Which airlines pushed back against the AI recommendation for pitot change - was it just AF or others too ? Did others put pressure on Airbus via AF ? Where was the regulator in all that - just letting them sort a safety mod out amongst themselves when the cash flow was convenient ? Think we'll ever find out ?

AF pushed back against the pitot change because they wanted proof the new ones were better. Maybe that doesn't hang them, but in the meantime they flew on with known-bad pitots. Who signed off on that risk and decision ? Where is the risk assessment for not replacing the pitots ? Does it say "procedures and crew will handle UAS" ? Did they quality check said procedures and crew in assessing that risk ? [the crews that allegedly failed to handle UAS in sim afterwards, and the procedure so well written that pilots on here with all the time in the world to analyse it can't even agree what it meant]. You reckon we're going to see that assessment from AF ? Ya think maybe it might be otherwise engaged in a meeting with Mr Shredder (if it ever existed) ?

Then there's that cross-industry working group on stall.
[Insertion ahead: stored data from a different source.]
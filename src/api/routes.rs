//! API Route Configuration

use axum::{
    middleware,
    routing::{get, post},
    Router,
};
use std::sync::Arc;
use tower_http::{
    compression::CompressionLayer,
    cors::{Any, CorsLayer},
    trace::TraceLayer,
};

use super::handlers::{self, AppState};
use super::middleware::{logging_middleware, rate_limit_middleware};

/// Create the API router with all routes and middleware
pub fn create_router(state: Arc<AppState>) -> Router {
    // CORS configuration
    let cors = CorsLayer::new()
        .allow_origin(Any)
        .allow_methods(Any)
        .allow_headers(Any);

    // API v1 routes
    let api_v1 = Router::new()
        .route("/health", get(handlers::health_check))
        .route("/stats", get(handlers::get_stats))
        .route("/scan", post(handlers::scan));

    // Build full router
    Router::new()
        .nest("/v1", api_v1)
        // Also expose at root for convenience
        .route("/health", get(handlers::health_check))
        .route("/stats", get(handlers::get_stats))
        .route("/scan", post(handlers::scan))
        // Middleware (order matters - bottom runs first)
        .layer(CompressionLayer::new())
        .layer(TraceLayer::new_for_http())
        .layer(cors)
        .layer(middleware::from_fn(logging_middleware))
        .layer(middleware::from_fn_with_state(
            state.clone(),
            rate_limit_middleware,
        ))
        .with_state(state)
}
Conveniently reporting just after BEA (but maybe not the public) find out that 447 was another stall - so not to worry, look we've already found and fixed the problem... But look at that document. Target audience - line pilots. Content - pretty diagrams showing what AOA is. WTF ??? You mean line pilots don't know that ??? Repeated statements that stall is an AOA problem, not airspeed. WTF ??? You mean line pilots have been trained that stall is purely about speed ?? And conditioned not to lose altitude in stall for fear of failing the check ?

Pilots:
a) not trained to know what AOA is (hence no need for airlines to order the AOA display option)
b) trained that stall is about airspeed (going too slow)
c) trained not to lose alt in stall (pull up)

Result:
"stall stall". "I'm in TOGA". "We've got the engines". [Pulls back. Why aren't we going up?]


Oh, and after all that rant, yes, there was something wrong with the plane too. The pitots were a bit s**t in bad weather. As we've known for 2 yrs, remedial action taken, and as AF already knew before the event - because Airbus told them, proactively. Also, if you take the plane so far outside the envelope that no mfr engineer or test pilot or sim can tell you what will happen... some of the warning logic turns out to be screwy. And, er, that's it. No control reversal or controls ineffective (actually I'm not 100% sure on those), no departure into spin, no bits falling off... In fact following stall, plane did better than might be expected.


End of the day, AF litany is "the pilots did as they were trained". Yep. That's because, in response to a single instrument failure, you trained them to crash.

And that, sir, is the real scandal, that's what needs fixing - way before looking at stall warning logic at 30deg+ AOA. And by all acounts it is an industry wide problem, not just AF.